Producing technicolor through brain-like electronic devices
Structural coloration promises to be the display technology of the future as there is no fading—it does not use dyes—and enables low-power displays without a strong external light source. However, the disadvantage of this technique is that once a device is made, it is impossible to change its properties so the reproducible colors remain fixed. Recently, a POSTECH research team has successfully obtained vivid colors by using semiconductor chips—not dyes—made by mimicking the human brain structure.
POSTECH's joint research team consisting of Professor Junsuk Rho of the mechanical engineering and chemical engineering departments, Inki Kim, a mechanical engineering student in the MS/Ph.D. integrated program, along with Professor Yoonyoung Jung and masters student Juyoung Yun of the Department of Electrical Engineering developed a technology that can freely change the structural colors using IGZO (Indium-Galium-Zinc-Oxide), a type of oxide semiconductor. IGZO is a material that is widely used not only in flexible displays but also in neuromorphic electronic devices. This is the first study that incorporates IGZO to nanoptics.
IGZO can freely control the charge concentration within a layer through the hydrogen plasma treatment process, thereby controlling the refractive index in all ranges of visible light. In addition, nanoptical simulations and experiments have confirmed that the extinction coefficient of visible light is close to zero, thus enabling the actualization of a transmittable color filter in the penetrable form that can transmit exceptionally clear colors with extremely low light loss.
The IGZO-based color filter technology developed by the research team consists of a 4-layer (Ag-IGZO-SiO2-Ag) multilayer and can transmit vivid colors using the Fabry-Perot resonance properties. Experiments have confirmed that as the charge concentration of IGZO layer increases, the refractive index decreases which can change the resonance properties of light that is selectively transmitted.
This design method can be applied not only to color filters for large-scale displays, but also to color printing technique of micro (11-6, millionth) or nano (10-9, billionth) sizes.
To verify this, the research team demonstrated a color printing technology that has a pixel size of one micrometer (μm, one millionth of a meter).
The results proved that the colors from the centimeter or micrometer-sized color pixels can be adjusted freely depending on the charge concentration of the IGZO layer. It was also confirmed that the structural color can be changed more reliably and quickly through changing the refractive index via charge concentration compared to other conventional all solid-state variable materials like WO3 or GdOx.
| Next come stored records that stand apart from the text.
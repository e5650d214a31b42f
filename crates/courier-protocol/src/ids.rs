//! Identifier types shared by every Courier crate.

use serde::{Deserialize, Serialize};
use std::fmt;
use uuid::Uuid;

/// Unique identifier for a live connection.
///
/// Connection ids are generated per accepted transport and must be unique
/// across every worker process, since remote workers address connections by
/// id over the event bus.
#[derive(Debug, Clone, PartialEq, Eq, Hash, PartialOrd, Ord, Serialize, Deserialize)]
#[serde(transparent)]
pub struct ConnectionId(String);

impl ConnectionId {
    /// Create a connection ID from an existing value.
    #[must_use]
    pub fn new(id: impl Into<String>) -> Self {
        Self(id.into())
    }

    /// Generate a random connection ID.
    #[must_use]
    pub fn generate() -> Self {
        Self(format!("conn_{}", Uuid::new_v4().simple()))
    }

    /// Get the ID as a string slice.
    #[must_use]
    pub fn as_str(&self) -> &str {
        &self.0
    }
}

impl fmt::Display for ConnectionId {
    fn fmt(&self, f: &mut fmt::Formatter<'_>) -> fmt::Result {
        f.write_str(&self.0)
    }
}

impl From<String> for ConnectionId {
    fn from(s: String) -> Self {
        Self(s)
    }
}

impl From<&str> for ConnectionId {
    fn from(s: &str) -> Self {
        Self(s.to_string())
    }
}

/// A user identifier exactly as a client presented it.
///
/// Clients send user ids either as JSON strings (`"7"`) or as JSON integers
/// (`7`). Raw ids are never compared with each other; they are resolved to a
/// canonical identity first.
#[derive(Debug, Clone, PartialEq, Eq, Hash, Serialize, Deserialize)]
#[serde(untagged)]
pub enum RawUserId {
    /// Integer encoding.
    Number(i64),
    /// String encoding.
    Text(String),
}

impl RawUserId {
    /// Render the id as text, trimming surrounding whitespace.
    #[must_use]
    pub fn to_text(&self) -> String {
        match self {
            RawUserId::Number(n) => n.to_string(),
            RawUserId::Text(s) => s.trim().to_string(),
        }
    }

    /// The integer form of this id, if it has one.
    #[must_use]
    pub fn as_number(&self) -> Option<i64> {
        match self {
            RawUserId::Number(n) => Some(*n),
            RawUserId::Text(s) => s.trim().parse().ok(),
        }
    }

    /// Whether the id carries no usable value.
    #[must_use]
    pub fn is_blank(&self) -> bool {
        matches!(self, RawUserId::Text(s) if s.trim().is_empty())
    }
}

impl fmt::Display for RawUserId {
    fn fmt(&self, f: &mut fmt::Formatter<'_>) -> fmt::Result {
        match self {
            RawUserId::Number(n) => write!(f, "{n}"),
            RawUserId::Text(s) => f.write_str(s),
        }
    }
}

impl From<i64> for RawUserId {
    fn from(n: i64) -> Self {
        RawUserId::Number(n)
    }
}

impl From<&str> for RawUserId {
    fn from(s: &str) -> Self {
        RawUserId::Text(s.to_string())
    }
}

impl From<String> for RawUserId {
    fn from(s: String) -> Self {
        RawUserId::Text(s)
    }
}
"This research is the very first application of IGZO to nanoptical structural color display technology. IGZO is the next-generation oxide semiconductor used in flexible displays and neuromorphic electronic devices," stated Professor Rho who led the research. He added, "It is anticipated that this technology, which enables filtering the transmitted light by adjusting the charge concentration, can be applied to the next-generation low-power reflective display and anti-tamper display technologies."